Cette tactique sera-t-elle payante à court terme ? Pour l’instant, c’est plutôt Wauquiez qui paie au prix fort son durcissement et sa mauvaise réputation. Il est devenu l’homme qu’on adore détester à Paris, le représentant de la «droite dure» ou de la «droite radicale» pour les médias. L’intéressé hausse les épaules : «C’est le prix à payer quand on résiste au politiquement correct.» Et de rappeler que, avant lui, le général de Gaulle fut traité de «dictateur», Chirac de «facho» et Sarkozy d’«extrémiste». «En France, dès que la droite relève la tête, on l’insulte. Toutes ces critiques contre moi montrent que je dérange. Il y a une telle rage que tous les coups sont permis. Y compris s’en prendre à mon physique. Ils ne me feront pas taire», prévient-il, confortablement installé sur la terrasse de sa maison. Ironique, il confie même être prêt à faire des «tests» pour prouver qu’il n’a jamais teint ses cheveux en gris… comme l’a raconté «Le Monde».
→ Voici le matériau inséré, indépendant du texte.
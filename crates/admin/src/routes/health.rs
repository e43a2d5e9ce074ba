//! Liveness and readiness checks.

use axum::{Router, extract::State, http::StatusCode, routing::get};

use crate::state::AppState;

pub fn router() -> Router<AppState> {
    Router::new()
        .route("/health", get(health))
        .route("/health/ready", get(readiness))
}

/// Liveness health check endpoint.
///
/// Returns "ok" if the server is running. Does not check dependencies.
async fn health() -> &'static str {
    "ok"
}

/// Readiness health check endpoint.
///
/// Verifies database connectivity before returning OK.
/// Returns 503 Service Unavailable if the database is not reachable.
async fn readiness(State(state): State<AppState>) -> StatusCode {
    match sqlx::query("SELECT 1").fetch_one(state.pool()).await {
        Ok(_) => StatusCode::OK,
        Err(e) => {
            tracing::warn!(error = %e, "Readiness check failed");
            StatusCode::SERVICE_UNAVAILABLE
        }
    }
}
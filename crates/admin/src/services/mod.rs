//! Business logic services for admin.
//!
//! # Services
//!
//! - `auth` - Password login and bearer tokens for admins
//! - `email` - SMTP delivery and the canned email templates
//! - `openai` - `OpenAI` content generation and email composition

pub mod auth;
pub mod email;
pub mod openai;

pub use auth::{AdminAccounts, AdminAuthError, AdminAuthService, TokenService};
pub use email::{EmailError, EmailTemplates, Mailer};
pub use openai::{AiOutcome, AiService, OpenAiError};
//! HTTP route handlers for the admin API.
//!
//! # Route Structure
//!
//! Everything is mounted under `/api/v1`.
//!
//! ```text
//! GET    /health                          - Liveness
//! GET    /health/ready                    - Readiness (database)
//!
//! POST   /auth/login                      - Exchange credentials for a token
//! GET    /auth/me                         - Current admin
//!
//! GET    /settings                        - All settings (raw values)
//! POST   /settings                        - Upsert a setting (PUT also accepted)
//! DELETE /settings/{key}                  - Delete a setting
//! GET    /settings/category/{category}    - Settings in one category
//!
//! GET    /openai/key                      - Whether an OpenAI key is stored
//! POST   /openai/key                      - Store the OpenAI key (encrypted)
//!
//! GET    /emails/check                    - SMTP diagnostics
//! GET    /emails/auth-matrix              - Try common SMTP connection modes
//! POST   /emails/send                     - Send an HTML email
//! POST   /emails/templates/{kind}         - Render (and optionally send) a template
//!
//! POST   /ai/image                        - Product image
//! POST   /ai/description                  - Product description
//! POST   /ai/marketing                    - Marketing copy
//! POST   /ai/sales-analysis               - Sales insights
//! POST   /ai/email                        - Compose an offer or newsletter
//! POST   /products/ai/suggest             - Title, description and tags
//!
//! POST   /chat/sessions                   - Open a session (public)
//! GET    /chat/sessions                   - Recent sessions (admin)
//! GET    /chat/sessions/{id}              - Session with messages (public)
//! DELETE /chat/sessions/{id}              - Delete a session (admin)
//! POST   /chat/sessions/{id}/messages     - Post a message
//! ```

pub mod ai;
pub mod auth;
pub mod chat;
pub mod emails;
pub mod health;
pub mod openai_key;
pub mod settings;

use axum::Router;

use crate::state::AppState;

/// API version prefix.
pub const API_PREFIX: &str = "/api/v1";

/// Build the API router (without state or layers).
pub fn routes() -> Router<AppState> {
    let api = Router::new()
        .merge(health::router())
        .merge(auth::router())
        .merge(settings::router())
        .merge(openai_key::router())
        .merge(emails::router())
        .merge(ai::router())
        .merge(chat::router());

    Router::new().nest(API_PREFIX, api)
}
//! Admin user repository.

use chrono::{DateTime, Utc};
use sqlx::PgPool;

use proudshop_core::{AdminUserId, Email};

use super::{RepositoryError, conflict_or_database};
use crate::models::admin_user::{AdminRole, AdminUser};

/// Internal row type for `PostgreSQL` admin queries.
#[derive(Debug, sqlx::FromRow)]
struct AdminUserRow {
    id: i32,
    email: String,
    name: String,
    role: AdminRole,
    created_at: DateTime<Utc>,
}

impl TryFrom<AdminUserRow> for AdminUser {
    type Error = RepositoryError;

    fn try_from(row: AdminUserRow) -> Result<Self, Self::Error> {
        let email = Email::parse(&row.email).map_err(|e| {
            RepositoryError::DataCorruption(format!("invalid email in database: {e}"))
        })?;

        Ok(Self {
            id: AdminUserId::new(row.id),
            email,
            name: row.name,
            role: row.role,
            created_at: row.created_at,
        })
    }
}

#[derive(Debug, sqlx::FromRow)]
struct CredentialRow {
    #[sqlx(flatten)]
    user: AdminUserRow,
    password_hash: String,
}

/// Repository for admin user database operations.
pub struct AdminUserRepository<'a> {
    pool: &'a PgPool,
}

impl<'a> AdminUserRepository<'a> {
    /// Create a new admin user repository.
    #[must_use]
    pub const fn new(pool: &'a PgPool) -> Self {
        Self { pool }
    }

    /// Get an admin user by their ID.
    ///
    /// # Errors
    ///
    /// Returns `RepositoryError::Database` if the query fails.
    /// Returns `RepositoryError::DataCorruption` if the data is invalid.
    pub async fn get_by_id(&self, id: AdminUserId) -> Result<Option<AdminUser>, RepositoryError> {
        let row = sqlx::query_as::<_, AdminUserRow>(
            "SELECT id, email, name, role, created_at FROM admins WHERE id = $1",
        )
        .bind(id)
        .fetch_optional(self.pool)
        .await?;

        row.map(TryInto::try_into).transpose()
    }

    /// Get an admin and their password hash by email, for login.
    ///
    /// # Errors
    ///
    /// Returns `RepositoryError::Database` if the query fails.
    /// Returns `RepositoryError::DataCorruption` if the data is invalid.
    pub async fn get_with_password_hash(
        &self,
        email: &Email,
    ) -> Result<Option<(AdminUser, String)>, RepositoryError> {
        let row = sqlx::query_as::<_, CredentialRow>(
            r"
            SELECT id, email, name, role, created_at, password_hash
            FROM admins
            WHERE lower(email) = lower($1)
            ",
        )
        .bind(email.as_str())
        .fetch_optional(self.pool)
        .await?;

        match row {
            Some(r) => Ok(Some((r.user.try_into()?, r.password_hash))),
            None => Ok(None),
        }
    }

    /// Create an admin with an already-hashed password.
    ///
    /// # Errors
    ///
    /// Returns `RepositoryError::Conflict` if the email already exists.
    /// Returns `RepositoryError::Database` for other database errors.
    pub async fn create(
        &self,
        email: &Email,
        name: &str,
        role: AdminRole,
        password_hash: &str,
    ) -> Result<AdminUser, RepositoryError> {
        let row = sqlx::query_as::<_, AdminUserRow>(
            r"
            INSERT INTO admins (email, name, role, password_hash)
            VALUES ($1, $2, $3, $4)
            RETURNING id, email, name, role, created_at
            ",
        )
        .bind(email.as_str())
        .bind(name)
        .bind(role)
        .bind(password_hash)
        .fetch_one(self.pool)
        .await
        .map_err(|e| conflict_or_database(e, "email"))?;

        row.try_into()
    }

    /// Replace an admin's password hash.
    ///
    /// # Errors
    ///
    /// Returns `RepositoryError::NotFound` if no admin has this email.
    /// Returns `RepositoryError::Database` for other database errors.
    pub async fn set_password_hash(
        &self,
        email: &Email,
        password_hash: &str,
    ) -> Result<(), RepositoryError> {
        let result =
            sqlx::query("UPDATE admins SET password_hash = $1 WHERE lower(email) = lower($2)")
                .bind(password_hash)
                .bind(email.as_str())
                .execute(self.pool)
                .await?;

        if result.rows_affected() == 0 {
            return Err(RepositoryError::NotFound);
        }
        Ok(())
    }
}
A 42 ans, Laurent Wauquiez est en passe de devenir le plus jeune dirigeant du principal parti de droite. Jacques Chirac avait 44 ans quand il a lancé le RPR, en 1976. Nicolas Sarkozy a attendu d’avoir 50 ans pour mettre la main sur l’UMP, en 2005. En 2022, Wauquiez aura 47 ans. Un an de moins que l’Auvergnat Valéry Giscard d’Estaing à son entrée à l’Elysée. L’homme pressé du Puy-en-Velay est dans les temps.